Note: Multiprocessing takes just 1/3rd of the time taken for Multi-threading approach

Global Interpreter Lock:

The mechanism used by the CPython interpreter to assure that only one thread executes Python bytecode at a time. This simplifies the CPython implementation by making the object model (including critical built-in types such as dict) implicitly safe against concurrent access. However, some extension modules, either standard or third-party, are designed so as to release the GIL when doing computationally-intensive tasks such as compression or hashing. Also, the GIL is always released when doing I/O.

Multiprocessing:

multiprocessing is a package that supports spawning processes using an API similar to the threading module.

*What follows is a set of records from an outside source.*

//! Externally injected catalogs.
//!
//! The editor host supplies these once at session start: the machine-type
//! list partitioned by platform (with default OS images per platform), the
//! secret names available to the project, and the valid deployment targets.
//! They are owned by the `Workflow` and passed by reference into validation
//! and agent transitions, so independent editing sessions never share state.

use serde::{Deserialize, Serialize};

/// Platform partition of the machine-type catalog.
#[derive(Debug, Clone, Copy, PartialEq, Eq, Serialize, Deserialize)]
#[serde(rename_all = "SCREAMING_SNAKE_CASE")]
pub enum Platform {
    Linux,
    Mac,
    SelfHosted,
}

/// One machine type / OS image combination offered by the host.
#[derive(Debug, Clone, Serialize, Deserialize)]
pub struct AgentTypeEntry {
    #[serde(rename = "type")]
    pub machine_type: String,
    #[serde(default)]
    pub spec: String,
    #[serde(default)]
    pub os_image: String,
    pub platform: Platform,
}

/// The machine-type catalog plus the per-platform default OS images.
#[derive(Debug, Clone, Default, Serialize, Deserialize)]
pub struct AgentCatalog {
    pub agent_types: Vec<AgentTypeEntry>,
    #[serde(default)]
    pub default_linux_os_image: String,
    #[serde(default)]
    pub default_mac_os_image: String,
}

impl AgentCatalog {
    pub fn is_empty(&self) -> bool {
        self.agent_types.is_empty()
    }

    /// Unique machine types for one platform, in catalog order.
    pub fn machine_types(&self, platform: Platform) -> Vec<&str> {
        let mut out: Vec<&str> = Vec::new();
        for entry in self.agent_types.iter().filter(|e| e.platform == platform) {
            if !out.contains(&entry.machine_type.as_str()) {
                out.push(&entry.machine_type);
            }
        }
        out
    }

    /// Unique machine types across all platforms, in catalog order.
    pub fn all_machine_types(&self) -> Vec<&str> {
        let mut out: Vec<&str> = Vec::new();
        for entry in &self.agent_types {
            if !out.contains(&entry.machine_type.as_str()) {
                out.push(&entry.machine_type);
            }
        }
        out
    }

    /// OS images offered for a machine type. Self-hosted types carry none.
    pub fn os_images(&self, machine_type: &str) -> Vec<&str> {
        if self.is_self_hosted(machine_type) {
            return Vec::new();
        }
        let mut out: Vec<&str> = Vec::new();
        for entry in self
            .agent_types
            .iter()
            .filter(|e| e.machine_type == machine_type)
        {
            if !out.contains(&entry.os_image.as_str()) {
                out.push(&entry.os_image);
            }
        }
        out
    }

    /// The platform-default image for a machine type, or `""` when the type
    /// is unknown or self-hosted.
    pub fn default_os_image(&self, machine_type: &str) -> &str {
        if self.has_machine_type(Platform::Mac, machine_type) {
            return &self.default_mac_os_image;
        }
        if self.has_machine_type(Platform::Linux, machine_type) {
            return &self.default_linux_os_image;
        }
        ""
    }

    pub fn has_machine_type(&self, platform: Platform, machine_type: &str) -> bool {
        self.agent_types
            .iter()
            .any(|e| e.platform == platform && e.machine_type == machine_type)
    }

    pub fn is_self_hosted(&self, machine_type: &str) -> bool {
        self.has_machine_type(Platform::SelfHosted, machine_type)
    }
}

/// Everything the host injects at session start.
#[derive(Debug, Clone, Default, Serialize, Deserialize)]
pub struct Catalogs {
    pub agents: AgentCatalog,
    pub secret_names: Vec<String>,
    pub deployment_targets: Vec<String>,
}

impl Catalogs {
    pub fn has_secret(&self, name: &str) -> bool {
        self.secret_names.iter().any(|s| s == name)
    }

    pub fn has_deployment_target(&self, name: &str) -> bool {
        self.deployment_targets.iter().any(|t| t == name)
    }
}

#[cfg(test)]
mod tests {
    use super::*;

    fn catalog() -> AgentCatalog {
        AgentCatalog {
            agent_types: vec![
                AgentTypeEntry {
                    machine_type: "e1-standard-2".into(),
                    spec: "2 vCPU, 4 GB ram".into(),
                    os_image: "ubuntu1804".into(),
                    platform: Platform::Linux,
                },
                AgentTypeEntry {
                    machine_type: "e1-standard-2".into(),
                    spec: "2 vCPU, 4 GB ram".into(),
                    os_image: "ubuntu2004".into(),
                    platform: Platform::Linux,
                },
                AgentTypeEntry {
                    machine_type: "a1-standard-4".into(),
                    spec: "4 vCPU, 8 GB ram".into(),
                    os_image: "macos-xcode13".into(),
                    platform: Platform::Mac,
                },
                AgentTypeEntry {
                    machine_type: "s1-linux".into(),
                    spec: String::new(),
                    os_image: String::new(),
                    platform: Platform::SelfHosted,
                },
            ],
            default_linux_os_image: "ubuntu2004".into(),
            default_mac_os_image: "macos-xcode13".into(),
        }
    }

    #[test]
    fn machine_types_are_unique_per_platform() {
        let c = catalog();
        assert_eq!(c.machine_types(Platform::Linux), vec!["e1-standard-2"]);
        assert_eq!(c.machine_types(Platform::SelfHosted), vec!["s1-linux"]);
    }

    #[test]
    fn os_images_empty_for_self_hosted() {
        let c = catalog();
        assert!(c.os_images("s1-linux").is_empty());
        assert_eq!(c.os_images("e1-standard-2"), vec!["ubuntu1804", "ubuntu2004"]);
    }

    #[test]
    fn default_os_image_follows_platform() {
        let c = catalog();
        assert_eq!(c.default_os_image("e1-standard-2"), "ubuntu2004");
        assert_eq!(c.default_os_image("a1-standard-4"), "macos-xcode13");
        assert_eq!(c.default_os_image("s1-linux"), "");
        assert_eq!(c.default_os_image("nope"), "");
    }

    #[test]
    fn platform_deserializes_from_screaming_snake_case() {
        let p: Platform = serde_json::from_str("\"SELF_HOSTED\"").unwrap();
        assert_eq!(p, Platform::SelfHosted);
    }

    #[test]
    fn agent_type_entry_reads_wire_shape() {
        let entry: AgentTypeEntry = serde_json::from_str(
            r#"{"type": "e1-standard-2", "spec": "2 vCPU", "os_image": "ubuntu2004", "platform": "LINUX"}"#,
        )
        .unwrap();
        assert_eq!(entry.machine_type, "e1-standard-2");
        assert_eq!(entry.platform, Platform::Linux);
    }
}
impl Workflow {
    /// Apply one action. On success the change observer fires once.
    pub fn apply(&mut self, action: Action) -> Result<()> {
        trace!(?action, "applying");
        self.route(action)?;
        self.notify();
        Ok(())
    }

    fn route(&mut self, action: Action) -> Result<()> {
        use Action::*;

        match action {
            UpdatePipelineYaml { pipeline, yaml } => self.update_pipeline_yaml(pipeline, &yaml)?,
            ChangePipelineName { pipeline, name } => {
                self.parsed_pipeline_mut(pipeline)?.change_name(name);
            }
            ChangePipelineFilePath { pipeline, path } => {
                self.change_pipeline_file_path(pipeline, &path)?;
            }
            AddPipeline { path } => {
                self.add_pipeline(&path);
            }
            DeletePipeline { pipeline } => self.delete_pipeline(pipeline)?,

            CreateBlock { pipeline } => {
                let selected = self.selection.selected();
                let uid = self.parsed_pipeline_mut(pipeline)?.create_new_block(selected);
                self.selection.register(uid);
            }
            RemoveBlock { block } => {
                let pipeline = self.parsed_pipeline_of_block_mut(block)?;
                pipeline.remove_block(block)?;
                self.selection.deregister(block);
            }
            RenameBlock { block, name } => {
                self.parsed_pipeline_of_block_mut(block)?.rename_block(block, &name)?;
            }
            AddDependency { block, on } => {
                self.parsed_pipeline_of_block_mut(block)?.add_dependency(block, &on)?;
            }
            RemoveDependency { block, on } => {
                self.parsed_pipeline_of_block_mut(block)?.remove_dependency(block, &on)?;
            }
            ChangeSkipCondition { block, condition } => {
                self.block_mut(block)?.change_skip_condition(condition);
            }
            ChangeRunCondition { block, condition } => {
                self.block_mut(block)?.change_run_condition(condition);
            }
            ClearConditions { block } => self.block_mut(block)?.clear_conditions(),
            SetAgentOverride { block, enabled } => {
                let block = self.block_mut(block)?;
                if enabled {
                    block.enable_agent_override();
                } else {
                    block.disable_agent_override();
                }
            }
            ChangeBlockPrologue { block, commands } => {
                self.block_mut(block)?.prologue = commands;
            }
            ChangeBlockEpilogueAlways { block, commands } => {
                self.block_mut(block)?.epilogue_always = commands;
            }
            ChangeBlockEpilogueOnPass { block, commands } => {
                self.block_mut(block)?.epilogue_on_pass = commands;
            }
            ChangeBlockEpilogueOnFail { block, commands } => {
                self.block_mut(block)?.epilogue_on_fail = commands;
            }

            AddJob { block } => self.block_mut(block)?.add_job(),
            RemoveJob { block, index } => self.block_mut(block)?.remove_job(index),
            ChangeJobName { block, index, name } => {
                if let Some(job) = self.block_mut(block)?.jobs.get_mut(index) {
                    job.change_name(name);
                }
            }
            ChangeJobCommands { block, index, commands } => {
                if let Some(job) = self.block_mut(block)?.jobs.get_mut(index) {
                    job.change_commands(commands);
                }
            }
            ChangeJobParallelism { block, index, count } => {
                if let Some(job) = self.block_mut(block)?.jobs.get_mut(index) {
                    job.change_parallelism(count);
                }
            }
            DisableJobParallelism { block, index } => {
                if let Some(job) = self.block_mut(block)?.jobs.get_mut(index) {
                    job.disable_parallelism();
                }
            }
            ChangeJobMatrix { block, index, matrix } => {
                if let Some(job) = self.block_mut(block)?.jobs.get_mut(index) {
                    job.change_matrix(matrix);
                }
            }
            DisableJobMatrix { block, index } => {
                if let Some(job) = self.block_mut(block)?.jobs.get_mut(index) {
                    job.disable_matrix();
                }
            }

            AddSecret { block, name } => self.block_mut(block)?.secrets.add(name),
            RemoveSecret { block, name } => self.block_mut(block)?.secrets.remove(&name),
            AddEnvVar { block, name, value } => {
                self.block_mut(block)?.env_vars.add(name, value);
            }
            ChangeEnvVar { block, index, name, value } => {
                self.block_mut(block)?.env_vars.change(index, name, value);
            }
            RemoveEnvVar { block, index } => self.block_mut(block)?.env_vars.remove(index),

            ChangeEnvironmentType { scope, target } => {
                self.with_agent(scope, |agent, catalog| {
                    agent.change_environment_type(target, catalog)
                })??;
            }
            ChangeMachineType { scope, machine_type } => {
                self.with_agent(scope, |agent, catalog| {
                    agent.change_machine_type(machine_type, catalog);
                })?;
            }
            ChangeOsImage { scope, os_image } => {
                self.with_agent(scope, |agent, _| agent.change_os_image(os_image))?;
            }
            AddContainer { scope } => {
                self.with_agent(scope, |agent, _| agent.add_container())?;
            }
            RemoveContainer { scope, index } => {
                self.with_agent(scope, |agent, _| agent.remove_container(index))?;
            }
            ChangeContainerName { scope, index, name } => {
                self.with_agent(scope, |agent, _| agent.change_container_name(index, name))?;
            }
            ChangeContainerImage { scope, index, image } => {
                self.with_agent(scope, |agent, _| agent.change_container_image(index, image))?;
            }

            SetExecutionTimeLimit { pipeline, value, unit } => {
                self.parsed_pipeline_mut(pipeline)?.execution_time_limit.set(value, unit);
            }
            ClearExecutionTimeLimit { pipeline } => {
                self.parsed_pipeline_mut(pipeline)?.execution_time_limit.clear();
            }
            ChangeFailFast { pipeline, stop_when, cancel_when } => {
                let fail_fast = &mut self.parsed_pipeline_mut(pipeline)?.fail_fast;
                fail_fast.stop_when = stop_when;
                fail_fast.cancel_when = cancel_when;
            }
            ChangeAutoCancel { pipeline, running_when, queued_when } => {
                let auto_cancel = &mut self.parsed_pipeline_mut(pipeline)?.auto_cancel;
                auto_cancel.running_when = running_when;
                auto_cancel.queued_when = queued_when;
            }
            ChangeGlobalPrologue { pipeline, commands } => {
                self.parsed_pipeline_mut(pipeline)?.global_job_config.prologue = commands;
            }
            ChangeGlobalEpilogueAlways { pipeline, commands } => {
                self.parsed_pipeline_mut(pipeline)?.global_job_config.epilogue_always = commands;
            }
            ChangeGlobalEpilogueOnPass { pipeline, commands } => {
                self.parsed_pipeline_mut(pipeline)?.global_job_config.epilogue_on_pass = commands;
            }
            ChangeGlobalEpilogueOnFail { pipeline, commands } => {
                self.parsed_pipeline_mut(pipeline)?.global_job_config.epilogue_on_fail = commands;
            }

            AddPromotion { pipeline } => {
                self.parsed_pipeline_mut(pipeline)?;
                self.add_promotion(pipeline)?;
            }
            RemovePromotion { promotion } => {
                self.parsed_pipeline_of_promotion_mut(promotion)?;
                self.remove_promotion(promotion)?;
            }
            ChangePromotionName { promotion, name } => {
                self.promotion_mut(promotion)?.change_name(name);
            }
            ChangeDeploymentTarget { promotion, target } => {
                self.promotion_mut(promotion)?.change_deployment_target(target);
            }
            EnableAutoPromote { promotion } => {
                self.promotion_mut(promotion)?.auto_promote.enable();
            }
            DisableAutoPromote { promotion } => {
                self.promotion_mut(promotion)?.auto_promote.disable();
            }
            ChangeAutoPromoteCondition { promotion, condition } => {
                self.promotion_mut(promotion)?.auto_promote.set_condition(condition);
            }
            AddParameter { promotion, name } => {
                self.promotion_mut(promotion)?.add_parameter(name);
            }
            UpdateParameter { promotion, index, parameter } => {
                self.promotion_mut(promotion)?.update_parameter(index, parameter);
            }
            RemoveParameter { promotion, index } => {
                self.promotion_mut(promotion)?.remove_parameter(index);
            }

            Select { uid } => {
                if !self.selection.select(uid) {
                    return Err(GantryError::EntityNotFound { uid });
                }
            }
            ClearSelection => self.selection.clear_selection(),
            Expand { promotion } => self.expand(promotion)?,
            Collapse { promotion } => self.collapse(promotion),
        }

        Ok(())
    }

    fn parsed(pipeline: &mut Pipeline) -> Result<&mut Pipeline> {
        if pipeline.has_invalid_yaml() {
            return Err(GantryError::DocumentUnparsed);
        }
        Ok(pipeline)
    }

    fn parsed_pipeline_mut(&mut self, uid: Uid) -> Result<&mut Pipeline> {
        Self::parsed(self.find_pipeline_mut(uid)?)
    }

    fn parsed_pipeline_of_block_mut(&mut self, uid: Uid) -> Result<&mut Pipeline> {
        Self::parsed(self.find_pipeline_of_block_mut(uid)?)
    }

    fn parsed_pipeline_of_promotion_mut(&mut self, uid: Uid) -> Result<&mut Pipeline> {
        Self::parsed(self.find_pipeline_of_promotion_mut(uid)?)
    }

    fn block_mut(&mut self, uid: Uid) -> Result<&mut Block> {
        let pipeline = self.parsed_pipeline_of_block_mut(uid)?;
        Ok(pipeline.find_block_mut(uid).expect("owner lookup matched"))
    }

    fn promotion_mut(&mut self, uid: Uid) -> Result<&mut crate::promotion::Promotion> {
        let pipeline = self.parsed_pipeline_of_promotion_mut(uid)?;
        Ok(pipeline.find_promotion_mut(uid).expect("owner lookup matched"))
    }

    fn with_agent<R>(
        &mut self,
        scope: AgentScope,
        f: impl FnOnce(&mut Agent, &gantry_types::AgentCatalog) -> R,
    ) -> Result<R> {
        let catalog = &self.catalogs.agents;
        let pipelines = &mut self.pipelines;

        match scope {
            AgentScope::Pipeline(uid) => {
                let pipeline = pipelines
                    .iter_mut()
                    .find(|p| p.uid == uid)
                    .ok_or(GantryError::EntityNotFound { uid })?;
                let pipeline = Self::parsed(pipeline)?;
                Ok(f(&mut pipeline.agent, catalog))
            }
            AgentScope::Block(uid) => {
                let pipeline = pipelines
                    .iter_mut()
                    .find(|p| p.find_block(uid).is_some())
                    .ok_or(GantryError::EntityNotFound { uid })?;
                let pipeline = Self::parsed(pipeline)?;
                let block = pipeline.find_block_mut(uid).expect("owner lookup matched");
                Ok(f(&mut block.agent, catalog))
            }
        }
    }
}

The multiprocessing package offers both local and remote concurrency, effectively side-stepping the Global Interpreter Lock by using subprocesses instead of threads. Due to this, the multiprocessing module allows the programmer to fully leverage multiple processors on a given machine.

So, only multiprocessing allows utilisation of multiple processors and hence true concurrency.